Friday, October 19, 2007

No. 37. VENETIAN POINT LACE.

This is a design containing many of the features of antique lace patterns, and is made of narrow tape and fine cord combined with fancy stitches. The lace from which the engraving is made is about twice as wide as the picture represents it, but as the pattern differs in its sections for several inches at a time, the design could not be given full size. It will be seen that in the section illustrated no two figures are alike. The filling-in stitches consist of combinations and groupings of many of the stitches previously illustrated and described.



No. 37.


No. 37.—Venetian Point Lace.

Lace Making: No. 38. BUTTERFLY DESIGN FOR FINE BATTENBURG LACE.

This design, developed in Battenburg lace with d'Alençon and Sorrento bars and small "spiders" or dots, makes a pretty ornament for centers or corners, or is effective when introduced as a part of an edging design. Point or Honiton braids may also be made up by this design.



Lace Making


No. 38.—Butterfly Design for fine Battenburg Lace.

No. 39. DESIGN FOR INSERTION.

A very pretty design for insertion is here given. The braid may be basted as seen in the picture, and then the bars may be made of single threads, and of single threads over-wrought with button-hole stitches. Or, any of the bars or other stitches described, may be used to connect the braid and fill in the spaces. Tiny "spiders" are already used to fill in the circles.



No. 39.


No. 39.—Design for Insertion.

Lace Making: No. 40. DESIGN FOR A LACE BORDER AND CORNER.

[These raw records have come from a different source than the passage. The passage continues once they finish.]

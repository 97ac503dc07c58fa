use std::{
    alloc::{handle_alloc_error, Layout},
    ffi::c_void,
    ptr::NonNull,
};

use super::{Allocator, RawBuf};

/// The default inner allocator, backed by the C heap. New bytes are zeroed,
/// including the grown tail on reallocate.
pub struct Mallocator;

#[cold]
#[inline(never)]
fn oom(size: usize) -> ! {
    // fallback keeps Layout construction infallible for absurd sizes
    let layout = Layout::from_size_align(size, 1).unwrap_or_else(|_| Layout::new::<u8>());
    handle_alloc_error(layout)
}

impl Allocator for Mallocator {
    fn allocate(&self, size: usize) -> RawBuf {
        if size == 0 {
            return RawBuf::empty();
        }
        let data = unsafe { libc::malloc(size) };
        let Some(data) = NonNull::new(data as *mut u8) else {
            oom(size)
        };
        // SAFETY: `malloc()` returned at least `size` bytes at `data`, and
        // nobody else holds the pointer yet.
        unsafe {
            data.as_ptr().write_bytes(0, size);
            RawBuf::new(data, size)
        }
    }

    fn reallocate(&self, size: usize, buf: RawBuf) -> RawBuf {
        if size == 0 {
            self.free(buf);
            return RawBuf::empty();
        }
        if buf.is_empty() {
            return self.allocate(size);
        }
        let data = unsafe { libc::realloc(buf.as_ptr() as *mut c_void, size) };
        let Some(data) = NonNull::new(data as *mut u8) else {
            oom(size)
        };
        if size > buf.len() {
            // SAFETY: the region is `size` bytes long and the tail past the
            // old length is ours to initialize.
            unsafe {
                data.as_ptr().add(buf.len()).write_bytes(0, size - buf.len());
            }
        }
        // SAFETY: `realloc()` returned at least `size` bytes at `data`.
        unsafe { RawBuf::new(data, size) }
    }

    fn free(&self, buf: RawBuf) {
        if buf.is_empty() {
            return;
        }
        // SAFETY: the handle was issued by `allocate`/`reallocate` above, so
        // the pointer came from the C heap. Double frees are the caller's
        // contract violation, same as with `libc::free` itself.
        unsafe { libc::free(buf.as_ptr() as *mut c_void) }
    }
}
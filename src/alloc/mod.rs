//! The allocator capability and its implementations.
//!
//! Buffers are handed out as [`RawBuf`] handles with no RAII -- you must
//! return every buffer to the allocator that issued it, exactly once.

mod checked;
mod frames;
mod malloc;
mod rawbuf;

pub use checked::{CheckedAllocator, CheckedAllocatorScope};
pub use frames::{FrameSkip, ENV_ALLOC_FRAMES, ENV_MAX_RETAINED_FRAMES, ENV_REALLOC_FRAMES};
pub use malloc::Mallocator;
pub use rawbuf::RawBuf;

/// The three-operation allocation capability. [`CheckedAllocator`] both
/// consumes this (the wrapped inner allocator) and implements it, so it can
/// be composed wherever an allocator is expected.
///
/// Implementations are assumed thread-safe; concurrent calls that mutate the
/// *same* buffer (free racing a reallocate, say) are the caller's bug, as
/// with any manual allocator.
pub trait Allocator: Send + Sync {
    /// Allocate a zeroed buffer of `size` bytes.
    fn allocate(&self, size: usize) -> RawBuf;

    /// Resize `buf` to `size` bytes, preserving its contents up to the
    /// shorter of the two lengths. `buf` must have been issued by this
    /// allocator, or have length 0. The returned buffer replaces `buf`,
    /// which must not be used again.
    fn reallocate(&self, size: usize, buf: RawBuf) -> RawBuf;

    /// Return `buf` to the allocator. `buf` must not be used again.
    fn free(&self, buf: RawBuf);
}

impl<A> Allocator for &A
where
    A: Allocator + ?Sized,
{
    fn allocate(&self, size: usize) -> RawBuf {
        (**self).allocate(size)
    }

    fn reallocate(&self, size: usize, buf: RawBuf) -> RawBuf {
        (**self).reallocate(size, buf)
    }

    fn free(&self, buf: RawBuf) {
        (**self).free(buf)
    }
}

A great deal must be left to the ingenuity of the worker in filling in this design, which is not of the orthodox modern variety but may be readily transformed into that class by an adaptation of modern stitches. With the methods of the latter well mastered, the worker will have no trouble in bringing out the design just as it is illustrated; but she may also by the exercise of a little judgment and taste substitute many other pretty filling-in stitches for those here pictured.



Lace Making


No. 40.—Design for a Lace Border and Corner.

No. 41. DESIGN FOR A BUTTERFLY IN POINT LACE.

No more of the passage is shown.